Nobel prize to E. P. Wigner awarded in 1963 "for his contributions to the theory of the atomic nucleus and the elementary particles, particularly through the discovery and application of fundamental symmetry principles''. Co-winners M. Goeppert-Mayer and J. H. D. Jensen "for their discoveries of nuclear shell structure''
Wigner, E.P.; On the Consequences of the Symmetry of the Nuclear Hamiltonian on the Spectroscopy of Nuclei
Phys. Rev. 51 (1937) 106;
Reprinted in The Physical Review - the First Hundred Years, AIP Press (1995) CD-ROM.
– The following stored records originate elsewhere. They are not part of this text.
#[tokio::test]
async fn closing_workbook_gate_abandons_attempt() {
    let mock = Arc::new(MockAuditEndpoint::new(vec![]).with_inspections(vec![MockResponse::Ok(
        WorkbookInfo {
            filename: "trial_balance.xlsx".into(),
            sheets: vec![
                SheetInfo { name: "A".into(), has_data: true, ..Default::default() },
                SheetInfo { name: "B".into(), has_data: true, ..Default::default() },
            ],
        },
    )]));
    let orch = orchestrator(&mock);
    let _ = orch.submit_file(xlsx()).await.unwrap();
    orch.close_workbook_inspector();

    let view = orch.view();
    assert_eq!(view.status, AuditStatus::Idle);
    assert!(view.selected_file.is_none());
    assert!(view.pending_workbook_info.is_none());
    assert!(!view.show_workbook_inspector);
    assert_eq!(mock.audit_calls(), 0);
}

#[tokio::test]
async fn server_requested_workbook_selection_opens_gate() {
    let mock = Arc::new(MockAuditEndpoint::new(vec![MockResponse::requires_workbook(
        WorkbookInfo {
            filename: "export.csv".into(),
            sheets: vec![SheetInfo { name: "Sheet1".into(), has_data: true, ..Default::default() }],
        },
    )]));
    let orch = orchestrator(&mock);
    assert_eq!(
        orch.submit_file(csv()).await.unwrap(),
        AuditStatus::AwaitingWorkbookSelection
    );
    assert!(orch.show_workbook_inspector());
    assert_invariants(&orch);
}

#[tokio::test]
async fn authentication_failure_uses_fixed_message() {
    let mock = Arc::new(MockAuditEndpoint::new(vec![MockResponse::Error(
        AuditError::from_status(401, r#"{"detail":"token signature mismatch"}"#),
    )]));
    let orch = orchestrator(&mock);
    assert_eq!(orch.submit_file(csv()).await.unwrap(), AuditStatus::Error);
    assert_eq!(orch.error_message().as_deref(), Some(SESSION_EXPIRED_MESSAGE));
    assert_invariants(&orch);
}

#[tokio::test]
async fn validation_failure_is_verbatim() {
    let mock = Arc::new(MockAuditEndpoint::new(vec![MockResponse::Error(
        AuditError::from_status(422, r#"{"detail":"Could not parse row 14"}"#),
    )]));
    let orch = orchestrator(&mock);
    assert_eq!(orch.submit_file(csv()).await.unwrap(), AuditStatus::Error);
    assert_eq!(orch.error_message().as_deref(), Some("Could not parse row 14"));
}

#[tokio::test]
async fn unsupported_file_is_rejected_before_any_change() {
    let mock = Arc::new(MockAuditEndpoint::new(vec![]));
    let orch = orchestrator(&mock);
    let before = orch.view();
    assert!(orch
        .submit_file(SelectedFile::new("ledger.pdf", b"%PDF-1.7".to_vec()))
        .await
        .is_err());
    assert_eq!(orch.view(), before);
    assert_eq!(mock.audit_calls(), 0);
}

#[tokio::test]
async fn overrides_are_read_into_each_request() {
    let overrides = Arc::new(InMemoryMappingOverrides::new());
    overrides.set("2100", "liability");
    let mock = Arc::new(MockAuditEndpoint::new(vec![
        MockResponse::success(result(3)),
        MockResponse::success(result(3)),
    ]));
    let orch = AuditOrchestrator::builder(mock.clone())
        .overrides(overrides.clone())
        .build();

    let _ = orch.submit_file(csv()).await.unwrap();
    assert_eq!(mock.requests()[0].account_overrides["2100"], json!("liability"));

    overrides.set("1000", "asset");
    let _ = orch.rerun_audit().await.unwrap();
    assert_eq!(mock.requests()[1].account_overrides.len(), 2);
    assert_eq!(overrides.len(), 2);
}

#[tokio::test]
async fn industry_change_is_noop_without_result() {
    let bench = Arc::new(MockBenchmarkEndpoint::new(vec![]));
    let mock = Arc::new(MockAuditEndpoint::new(vec![MockResponse::Error(
        AuditError::Transport("refused".into()),
    )]));
    let orch = AuditOrchestrator::builder(mock)
        .benchmark(bench.clone())
        .build();

    for industry in ["", "   ", "retail", "manufacturing"] {
        assert!(orch.change_industry(industry).await.is_none());
    }
    let _ = orch.submit_file(csv()).await.unwrap();
    assert!(orch.change_industry("retail").await.is_none());
    assert_eq!(bench.compare_calls(), 0);
}

#[tokio::test]
async fn new_result_invalidates_benchmark() {
    let bench = Arc::new(MockBenchmarkEndpoint::new(vec![MockResponse::Ok(
        BenchmarkComparison {
            industry: "retail".into(),
            overall_score: Some(71.0),
            ..Default::default()
        },
    )]));
    let mock = Arc::new(MockAuditEndpoint::new(vec![
        MockResponse::success(result(3)),
        MockResponse::success(result(4)),
    ]));
    let orch = AuditOrchestrator::builder(mock)
        .benchmark(bench.clone())
        .build();
    let mut events = orch.subscribe();

    let _ = orch.submit_file(csv()).await.unwrap();
    assert!(orch.change_industry("retail").await.is_some());
    assert!(orch.comparison_results().is_some());
    assert_eq!(benchmark_industries(&mut events), vec!["retail".to_string()]);

    let _ = orch.rerun_audit().await.unwrap();
    assert_eq!(orch.status(), AuditStatus::Success);
    assert!(orch.comparison_results().is_none());
    assert!(orch.selected_industry().is_none());
    assert_invariants(&orch);
}

#[tokio::test]
async fn status_events_follow_transitions() {
    let mock = Arc::new(MockAuditEndpoint::new(vec![MockResponse::requires_mapping(
        detection(),
    )]));
    let orch = orchestrator(&mock);
    let mut events = orch.subscribe();

    let _ = orch.submit_file(csv()).await.unwrap();
    orch.close_column_mapping();

    let mut statuses = Vec::new();
    while let Ok(event) = events.try_recv() {
        if let AuditEvent::StatusChanged { status, .. } = event {
            statuses.push(status);
        }
    }
    assert_eq!(
        statuses,
        vec![
            AuditStatus::Loading,
            AuditStatus::AwaitingColumnMapping,
            AuditStatus::Idle
        ]
    );
}

#[tokio::test]
async fn visible_balances_track_threshold_and_mode() {
    let mock = Arc::new(MockAuditEndpoint::new(vec![MockResponse::success(result(3))]));
    let orch = orchestrator(&mock);
    let _ = orch.submit_file(csv()).await.unwrap();

    assert_eq!(orch.view().visible_balances().len(), 1);
    orch.set_materiality_threshold(5000.0).unwrap();
    assert!(orch.view().visible_balances().is_empty());
    orch.set_display_mode(DisplayMode::Lenient);
    assert_eq!(orch.view().visible_balances().len(), 1);
}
The structure of the multiplets of nuclear terms is investigated, using as first approximation a Hamiltonian which does not involve the ordinary spin and corresponds to equal forces between all nuclear constituents, protons and neutrons. The multiplets turn out to have a rather complicated structure, instead of the S of atomic spectroscopy, one has three quantum numbers S, T, Y. The second approximation can either introduce spin forces (method 2), or else can discriminate between protons and neutrons
(method 3). The last approximation discriminates between protons and neutrons in method 2 and takes the spin forces into account in method 3. The method 2 is worked out schematically and is shown to explain qualitatively the table of stable nuclei to about Mo.
Related references See also M. A. Tuve, N. P. Heydenburg, and L. R. Hafstad, Phys. Rev. 50 (1936) 806;
W. Heisenberg, Z. Phys. 77 (1932) 1;
G. Breit, E. U. Condon, and R. D. Present, Phys. Rev. 50 (1936) 825;
Discovery of supermultiplet structure in nuclear spectroscopy.